**DATA TO PROCESS**
use axum::http::StatusCode;
use axum::response::{IntoResponse, Response};
use serde_json::json;
use taskhive_core::error::CoreError;

/// Handler-level error. Everything a handler can fail with funnels
/// through here, and [`IntoResponse`] renders the one JSON error shape
/// `{ "error": message, "code": CODE }`.
///
/// Access denial surfaces as `NotFound`, never as a distinct forbidden
/// response, so resource ids cannot be probed.
#[derive(Debug, thiserror::Error)]
pub enum AppError {
    /// Domain error from `taskhive_core`.
    #[error(transparent)]
    Core(#[from] CoreError),

    /// Persistence error from sqlx.
    #[error("Database error: {0}")]
    Database(#[from] sqlx::Error),

    /// Malformed request outside the core validation rules.
    #[error("Bad request: {0}")]
    BadRequest(String),

    /// Failure with no better classification.
    #[error("Internal error: {0}")]
    InternalError(String),
}

/// Return type of every handler.
pub type AppResult<T> = Result<T, AppError>;

impl IntoResponse for AppError {
    fn into_response(self) -> Response {
        let (status, code, message) = match &self {
            AppError::Core(core) => match core {
                CoreError::NotFound { entity, id } => (
                    StatusCode::NOT_FOUND,
                    "NOT_FOUND",
                    format!("{entity} with id {id} not found"),
                ),
                CoreError::Validation(msg) => {
                    (StatusCode::BAD_REQUEST, "VALIDATION_ERROR", msg.clone())
                }
                CoreError::Conflict(msg) => (StatusCode::CONFLICT, "CONFLICT", msg.clone()),
                CoreError::Unauthorized(msg) => {
                    (StatusCode::UNAUTHORIZED, "UNAUTHORIZED", msg.clone())
                }
                CoreError::Internal(msg) => {
                    tracing::error!(error = %msg, "Internal core error");
                    (
                        StatusCode::INTERNAL_SERVER_ERROR,
                        "INTERNAL_ERROR",
                        "An internal error occurred".to_string(),
                    )
                }
            },

            AppError::Database(err) => classify_sqlx_error(err),

            AppError::BadRequest(msg) => (StatusCode::BAD_REQUEST, "BAD_REQUEST", msg.clone()),
            AppError::InternalError(msg) => {
                tracing::error!(error = %msg, "Internal error");
                (
                    StatusCode::INTERNAL_SERVER_ERROR,
                    "INTERNAL_ERROR",
                    "An internal error occurred".to_string(),
                )
            }
        };

        let body = json!({
            "error": message,
            "code": code,
        });

        (status, axum::Json(body)).into_response()
    }
}

/// Map a sqlx error to a status, code and client-safe message.
///
/// `RowNotFound` is 404; a unique violation on one of the `uq_*`
/// constraints is 409; anything else is a 500 whose detail goes to the
/// log, not the client.
fn classify_sqlx_error(err: &sqlx::Error) -> (StatusCode, &'static str, String) {
    match err {
        sqlx::Error::RowNotFound => (
            StatusCode::NOT_FOUND,
            "NOT_FOUND",
            "Resource not found".to_string(),
        ),
        sqlx::Error::Database(db_err) => {
            // 23505 is PostgreSQL's unique_violation.
            if db_err.code().as_deref() == Some("23505") {
                let constraint = db_err.constraint().unwrap_or("unknown");
                if constraint.starts_with("uq_") {
                    return (
                        StatusCode::CONFLICT,
                        "CONFLICT",
                        format!("Duplicate value violates unique constraint: {constraint}"),
                    );
                }
            }
            tracing::error!(error = %db_err, "Database error");
            (
                StatusCode::INTERNAL_SERVER_ERROR,
                "INTERNAL_ERROR",
                "An internal error occurred".to_string(),
            )
        }
        other => {
            tracing::error!(error = %other, "Database error");
            (
                StatusCode::INTERNAL_SERVER_ERROR,
                "INTERNAL_ERROR",
                "An internal error occurred".to_string(),
            )
        }
    }
}
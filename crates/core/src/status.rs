//! Task status lifecycle and the query-string filters built on it.
//!
//! Status ids must match the seed data in the `task_statuses` migration.

use serde::{Deserialize, Serialize};

#[derive(Debug, Clone, Copy, PartialEq, Eq, Serialize, Deserialize)]
pub enum TaskStatus {
    Pending,
    InProgress,
    Completed,
}

impl TaskStatus {
    /// The `task_statuses.id` value backing this status.
    pub const fn as_id(self) -> i16 {
        match self {
            TaskStatus::Pending => 1,
            TaskStatus::InProgress => 2,
            TaskStatus::Completed => 3,
        }
    }

    pub const fn from_id(id: i16) -> Option<Self> {
        match id {
            1 => Some(TaskStatus::Pending),
            2 => Some(TaskStatus::InProgress),
            3 => Some(TaskStatus::Completed),
            _ => None,
        }
    }

    pub const fn label(self) -> &'static str {
        match self {
            TaskStatus::Pending => "Pending",
            TaskStatus::InProgress => "InProgress",
            TaskStatus::Completed => "Completed",
        }
    }

    /// Exact status name match; anything else is not a status.
    pub fn parse(raw: &str) -> Option<Self> {
        match raw {
            "Pending" => Some(TaskStatus::Pending),
            "InProgress" => Some(TaskStatus::InProgress),
            "Completed" => Some(TaskStatus::Completed),
            _ => None,
        }
    }
}

/// Status filter parsed from the `status` query parameter of the
/// assigned-tasks listing.
#[derive(Debug, Clone, Copy, PartialEq, Eq)]
pub enum StatusFilter {
    /// Pending and in-progress tasks only (the default).
    Active,
    /// No status restriction.
    All,
    /// Exactly one status.
    Only(TaskStatus),
}

impl StatusFilter {
    /// Absent and `"Active"` select active tasks; `"All"` and any
    /// unrecognized value lift the restriction; an exact status name
    /// selects that status alone.
    pub fn parse(raw: Option<&str>) -> Self {
        match raw {
            None | Some("Active") => StatusFilter::Active,
            Some("All") => StatusFilter::All,
            Some(other) => match TaskStatus::parse(other) {
                Some(status) => StatusFilter::Only(status),
                None => StatusFilter::All,
            },
        }
    }

    /// Status ids admitted by this filter, or `None` when unrestricted.
    pub fn allowed_ids(self) -> Option<Vec<i16>> {
        match self {
            StatusFilter::Active => Some(vec![
                TaskStatus::Pending.as_id(),
                TaskStatus::InProgress.as_id(),
            ]),
            StatusFilter::All => None,
            StatusFilter::Only(status) => Some(vec![status.as_id()]),
        }
    }
}

/// Sort key parsed from the `sort` query parameter of the
/// assigned-tasks listing.
#[derive(Debug, Clone, Copy, PartialEq, Eq, Default)]
pub enum TaskSortKey {
    /// Due date ascending, undated tasks last.
    #[default]
    DueDate,
    /// Title, lexicographic.
    Title,
}

impl TaskSortKey {
    /// `"Title"` sorts by title; everything else falls back to the
    /// due-date ordering.
    pub fn parse(raw: Option<&str>) -> Self {
        match raw {
            Some("Title") => TaskSortKey::Title,
            _ => TaskSortKey::DueDate,
        }
    }
}

#[cfg(test)]
mod tests {
    use super::*;

    #[test]
    fn status_ids_round_trip() {
        for status in [
            TaskStatus::Pending,
            TaskStatus::InProgress,
            TaskStatus::Completed,
        ] {
            assert_eq!(TaskStatus::from_id(status.as_id()), Some(status));
        }
    }

    #[test]
    fn unknown_status_id_is_none() {
        assert_eq!(TaskStatus::from_id(0), None);
        assert_eq!(TaskStatus::from_id(4), None);
    }

    #[test]
    fn status_parse_is_case_sensitive() {
        assert_eq!(TaskStatus::parse("InProgress"), Some(TaskStatus::InProgress));
        assert_eq!(TaskStatus::parse("inprogress"), None);
        assert_eq!(TaskStatus::parse("In Progress"), None);
    }

    #[test]
    fn filter_defaults_to_active() {
        assert_eq!(StatusFilter::parse(None), StatusFilter::Active);
        assert_eq!(StatusFilter::parse(Some("Active")), StatusFilter::Active);
    }

    #[test]
    fn filter_all_lifts_restriction() {
        assert_eq!(StatusFilter::parse(Some("All")), StatusFilter::All);
        assert_eq!(StatusFilter::parse(Some("All")).allowed_ids(), None);
    }

    #[test]
    fn filter_exact_status() {
        assert_eq!(
            StatusFilter::parse(Some("Completed")),
            StatusFilter::Only(TaskStatus::Completed)
        );
        assert_eq!(
            StatusFilter::parse(Some("Completed")).allowed_ids(),
            Some(vec![3])
        );
    }

    #[test]
    fn filter_unrecognized_lifts_restriction() {
        assert_eq!(StatusFilter::parse(Some("Done")), StatusFilter::All);
        assert_eq!(StatusFilter::parse(Some("")), StatusFilter::All);
    }

    #[test]
    fn active_filter_admits_pending_and_in_progress() {
        assert_eq!(StatusFilter::Active.allowed_ids(), Some(vec![1, 2]));
    }

    #[test]
    fn sort_defaults_to_due_date() {
        assert_eq!(TaskSortKey::parse(None), TaskSortKey::DueDate);
        assert_eq!(TaskSortKey::parse(Some("DueDate")), TaskSortKey::DueDate);
        assert_eq!(TaskSortKey::parse(Some("nonsense")), TaskSortKey::DueDate);
    }

    #[test]
    fn sort_by_title() {
        assert_eq!(TaskSortKey::parse(Some("Title")), TaskSortKey::Title);
    }
}
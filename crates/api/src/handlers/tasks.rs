//! Handlers for the `/tasks` resource.
//!
//! Task reads, edits and status moves are open to the list owner and
//! the assignee; deletion and assignment changes are owner-only. A
//! failed check surfaces as 404, exactly like a missing row.

use axum::extract::{Path, Query, State};
use axum::http::StatusCode;
use axum::Json;
use serde::Serialize;
use taskhive_core::access;
use taskhive_core::duedate;
use taskhive_core::error::CoreError;
use taskhive_core::status::{StatusFilter, TaskSortKey, TaskStatus};
use taskhive_core::types::DbId;
use taskhive_core::validate::{self, MAX_TASK_TITLE_LEN};
use taskhive_db::models::comment::CommentWithAuthor;
use taskhive_db::models::tag::{Tag, TagSummary};
use taskhive_db::models::todo_task::{
    AssignedTasksParams, SearchParams, TaskWithList, TodoTask, UpdateTaskStatus, UpdateTodoTask,
};
use taskhive_db::repositories::{CommentRepo, TagRepo, TaskRepo, UserRepo};

use crate::error::{AppError, AppResult};
use crate::handlers::tags_by_task;
use crate::middleware::auth::{AuthUser, OptionalAuthUser};
use crate::response::DataResponse;
use crate::state::AppState;

/// Full task payload for the detail endpoint: the task with its list
/// context, tags, comments, and the assignee's display name.
#[derive(Debug, Serialize)]
pub struct TaskDetail {
    #[serde(flatten)]
    pub task: TaskWithList,
    pub status: TaskStatus,
    pub tags: Vec<Tag>,
    pub comments: Vec<CommentWithAuthor>,
    pub assignee_name: Option<String>,
}

/// An assigned-tasks row with its decoded status.
#[derive(Debug, Serialize)]
pub struct AssignedTask {
    #[serde(flatten)]
    pub task: TodoTask,
    pub status: TaskStatus,
}

/// A task with list context, decoded status and tags, as returned by
/// the search and tag-browse endpoints.
#[derive(Debug, Serialize)]
pub struct TaskView {
    #[serde(flatten)]
    pub task: TaskWithList,
    pub status: TaskStatus,
    pub tags: Vec<TagSummary>,
}

/// Search results plus the caller's visible tag facets for the
/// filter sidebar.
#[derive(Debug, Serialize)]
pub struct SearchResults {
    pub tasks: Vec<TaskView>,
    pub tags: Vec<Tag>,
}

/// Lean row for the incremental-search dropdown. The due date is
/// pre-formatted as a local calendar date.
#[derive(Debug, Serialize)]
pub struct SearchPreviewItem {
    pub id: DbId,
    pub title: String,
    pub status: TaskStatus,
    pub due_date: Option<String>,
    pub is_overdue: bool,
    pub list_title: String,
}

/// GET /api/v1/tasks/{id}
pub async fn get_by_id(
    auth: AuthUser,
    State(state): State<AppState>,
    Path(id): Path<DbId>,
) -> AppResult<Json<DataResponse<TaskDetail>>> {
    let task = TaskRepo::find_with_list(&state.pool, id)
        .await?
        .filter(|t| {
            access::can_access_task(&t.owner_id, t.assigned_user_id.as_deref(), &auth.user_id)
        })
        .ok_or(AppError::Core(CoreError::NotFound {
            entity: "TodoTask",
            id,
        }))?;

    let tags = TagRepo::tags_for_task(&state.pool, id).await?;
    let comments = CommentRepo::list_for_task(&state.pool, id).await?;
    let assignee_name = match task.assigned_user_id.as_deref() {
        Some(user_id) => UserRepo::find_by_id(&state.pool, user_id)
            .await?
            .map(|u| u.display_name),
        None => None,
    };

    Ok(Json(DataResponse {
        data: TaskDetail {
            status: task.status(),
            task,
            tags,
            comments,
            assignee_name,
        },
    }))
}

/// PUT /api/v1/tasks/{id}
///
/// Full replace of the four mutable fields. The creation timestamp
/// and the owning list never change; an absent due date clears the
/// column. Optimistic: one retry against the fresh version, then 409.
pub async fn update(
    auth: AuthUser,
    State(state): State<AppState>,
    Path(id): Path<DbId>,
    Json(input): Json<UpdateTodoTask>,
) -> AppResult<Json<DataResponse<TodoTask>>> {
    let title = validate::required_trimmed("Title", &input.title, MAX_TASK_TITLE_LEN)?;
    let description = input
        .description
        .as_deref()
        .map(str::trim)
        .filter(|d| !d.is_empty());
    let due_date = input
        .due_date
        .as_deref()
        .map(str::trim)
        .filter(|d| !d.is_empty())
        .map(duedate::parse_local)
        .transpose()?;
    let status_id = input.status.as_id();

    let task = TaskRepo::find_with_list(&state.pool, id)
        .await?
        .filter(|t| {
            access::can_access_task(&t.owner_id, t.assigned_user_id.as_deref(), &auth.user_id)
        })
        .ok_or(AppError::Core(CoreError::NotFound {
            entity: "TodoTask",
            id,
        }))?;

    if let Some(updated) = TaskRepo::update_fields(
        &state.pool,
        id,
        &title,
        description,
        status_id,
        due_date,
        task.version,
    )
    .await?
    {
        tracing::info!(task_id = id, user_id = %auth.user_id, "Task updated");
        return Ok(Json(DataResponse { data: updated }));
    }

    // Stale version. Re-fetch, re-checking access against the fresh
    // row, and retry once.
    let fresh = TaskRepo::find_with_list(&state.pool, id)
        .await?
        .filter(|t| {
            access::can_access_task(&t.owner_id, t.assigned_user_id.as_deref(), &auth.user_id)
        })
        .ok_or(AppError::Core(CoreError::NotFound {
            entity: "TodoTask",
            id,
        }))?;

    let updated = TaskRepo::update_fields(
        &state.pool,
        id,
        &title,
        description,
        status_id,
        due_date,
        fresh.version,
    )
    .await?
    .ok_or(AppError::Core(CoreError::Conflict(format!(
        "TodoTask {id} was modified concurrently"
    ))))?;

    tracing::info!(task_id = id, user_id = %auth.user_id, "Task updated");

    Ok(Json(DataResponse { data: updated }))
}

/// DELETE /api/v1/tasks/{id}
///
/// Owner only; an assignee cannot delete the task off someone's list.
pub async fn delete(
    auth: AuthUser,
    State(state): State<AppState>,
    Path(id): Path<DbId>,
) -> AppResult<StatusCode> {
    let task = TaskRepo::find_with_list(&state.pool, id)
        .await?
        .filter(|t| access::is_list_owner(&t.owner_id, &auth.user_id))
        .ok_or(AppError::Core(CoreError::NotFound {
            entity: "TodoTask",
            id,
        }))?;

    if !TaskRepo::delete(&state.pool, id).await? {
        return Err(AppError::Core(CoreError::NotFound {
            entity: "TodoTask",
            id,
        }));
    }

    tracing::info!(task_id = id, list_id = task.todo_list_id, user_id = %auth.user_id, "Task deleted");

    Ok(StatusCode::NO_CONTENT)
}

/// PUT /api/v1/tasks/{id}/status
///
/// Any status is reachable from any status. The owner-or-assignee
/// predicate is folded into the update, so a denied caller sees the
/// same 404 as a missing row.
pub async fn set_status(
    auth: AuthUser,
    State(state): State<AppState>,
    Path(id): Path<DbId>,
    Json(input): Json<UpdateTaskStatus>,
) -> AppResult<StatusCode> {
    let updated =
        TaskRepo::set_status(&state.pool, id, &auth.user_id, input.status.as_id()).await?;

    if !updated {
        return Err(AppError::Core(CoreError::NotFound {
            entity: "TodoTask",
            id,
        }));
    }

    tracing::info!(
        task_id = id,
        status = input.status.label(),
        user_id = %auth.user_id,
        "Task status changed"
    );

    Ok(StatusCode::NO_CONTENT)
}

/// POST /api/v1/tasks/{id}/assignment
///
/// Owner only. Assigned-to-caller clears, anything else assigns the
/// caller; there is a single assignee slot.
pub async fn toggle_assignment(
    auth: AuthUser,
    State(state): State<AppState>,
    Path(id): Path<DbId>,
) -> AppResult<Json<DataResponse<TodoTask>>> {
    TaskRepo::find_with_list(&state.pool, id)
        .await?
        .filter(|t| access::is_list_owner(&t.owner_id, &auth.user_id))
        .ok_or(AppError::Core(CoreError::NotFound {
            entity: "TodoTask",
            id,
        }))?;

    UserRepo::ensure(&state.pool, &auth.user_id, auth.display_name.as_deref()).await?;
    let task = TaskRepo::toggle_assignment(&state.pool, id, &auth.user_id)
        .await?
        .ok_or(AppError::Core(CoreError::NotFound {
            entity: "TodoTask",
            id,
        }))?;

    tracing::info!(
        task_id = id,
        assigned = task.assigned_user_id.is_some(),
        user_id = %auth.user_id,
        "Task assignment toggled"
    );

    Ok(Json(DataResponse { data: task }))
}

/// GET /api/v1/tasks/assigned?status=&sort=
///
/// The caller's assigned tasks. `status` defaults to active
/// (pending + in progress); `sort` defaults to due date with undated
/// tasks last.
pub async fn assigned(
    auth: AuthUser,
    State(state): State<AppState>,
    Query(params): Query<AssignedTasksParams>,
) -> AppResult<Json<DataResponse<Vec<AssignedTask>>>> {
    let filter = StatusFilter::parse(params.status.as_deref());
    let sort = TaskSortKey::parse(params.sort.as_deref());

    let allowed = filter.allowed_ids();
    let tasks = TaskRepo::list_assigned(&state.pool, &auth.user_id, allowed.as_deref(), sort)
        .await?
        .into_iter()
        .map(|task| AssignedTask {
            status: task.status(),
            task,
        })
        .collect();

    Ok(Json(DataResponse { data: tasks }))
}

/// GET /api/v1/tasks/search?term=&tag_ids=
///
/// Scope: tasks on the caller's own lists plus tasks assigned to the
/// caller. A term substring-matches the title (store collation, so
/// case-sensitive); tag ids must all be present on a match.
pub async fn search(
    auth: AuthUser,
    State(state): State<AppState>,
    Query(params): Query<SearchParams>,
) -> AppResult<Json<DataResponse<SearchResults>>> {
    let term = params.term.as_deref().map(str::trim).filter(|t| !t.is_empty());
    let tag_ids = parse_tag_ids(params.tag_ids.as_deref());

    let rows = TaskRepo::search(&state.pool, &auth.user_id, term, tag_ids.as_deref()).await?;
    let facets = TagRepo::visible_for_user(&state.pool, &auth.user_id).await?;

    let task_ids: Vec<DbId> = rows.iter().map(|t| t.id).collect();
    let mut tags = tags_by_task(TagRepo::tags_for_tasks(&state.pool, &task_ids).await?);

    let tasks = rows
        .into_iter()
        .map(|task| TaskView {
            status: task.status(),
            tags: tags.remove(&task.id).unwrap_or_default(),
            task,
        })
        .collect();

    Ok(Json(DataResponse {
        data: SearchResults {
            tasks,
            tags: facets,
        },
    }))
}

/// GET /api/v1/tasks/search/preview?term=&tag_ids=
///
/// Bounded variant for the search box, capped at ten rows. Unlike
/// every other endpoint this fails open: without a usable token it
/// returns an empty collection instead of a 401, so a stale session
/// degrades quietly while typing.
pub async fn search_preview(
    OptionalAuthUser(auth): OptionalAuthUser,
    State(state): State<AppState>,
    Query(params): Query<SearchParams>,
) -> AppResult<Json<DataResponse<Vec<SearchPreviewItem>>>> {
    let Some(auth) = auth else {
        return Ok(Json(DataResponse { data: Vec::new() }));
    };

    let term = params.term.as_deref().map(str::trim).filter(|t| !t.is_empty());
    let tag_ids = parse_tag_ids(params.tag_ids.as_deref());

    let items = TaskRepo::search_preview(&state.pool, &auth.user_id, term, tag_ids.as_deref())
        .await?
        .into_iter()
        .map(|row| SearchPreviewItem {
            status: row.status(),
            due_date: row.due_date.map(duedate::to_local_display),
            id: row.id,
            title: row.title,
            is_overdue: row.is_overdue,
            list_title: row.list_title,
        })
        .collect();

    Ok(Json(DataResponse { data: items }))
}

/// Parse the comma-separated `tag_ids` query value. Tokens that are
/// not ids are skipped; no usable ids means no tag filter.
pub(crate) fn parse_tag_ids(raw: Option<&str>) -> Option<Vec<DbId>> {
    let ids: Vec<DbId> = raw?
        .split(',')
        .filter_map(|token| token.trim().parse().ok())
        .collect();

    if ids.is_empty() {
        None
    } else {
        Some(ids)
    }
}

#[cfg(test)]
mod tests {
    use super::parse_tag_ids;

    #[test]
    fn tag_ids_parse_and_skip_garbage() {
        assert_eq!(parse_tag_ids(Some("1,2,3")), Some(vec![1, 2, 3]));
        assert_eq!(parse_tag_ids(Some(" 4 , x, 5 ")), Some(vec![4, 5]));
        assert_eq!(parse_tag_ids(Some("x,,")), None);
        assert_eq!(parse_tag_ids(Some("")), None);
        assert_eq!(parse_tag_ids(None), None);
    }
}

**AIM OF THE EXERCISE**
Throughout the records above, find the lines in which the word "term" appears and return them.

**WRITTEN SOLUTION**
/// GET /api/v1/tasks/search?term=&tag_ids=
/// caller. A term substring-matches the title (store collation, so
    let term = params.term.as_deref().map(str::trim).filter(|t| !t.is_empty());
    let rows = TaskRepo::search(&state.pool, &auth.user_id, term, tag_ids.as_deref()).await?;
/// GET /api/v1/tasks/search/preview?term=&tag_ids=
    let term = params.term.as_deref().map(str::trim).filter(|t| !t.is_empty());
    let items = TaskRepo::search_preview(&state.pool, &auth.user_id, term, tag_ids.as_deref())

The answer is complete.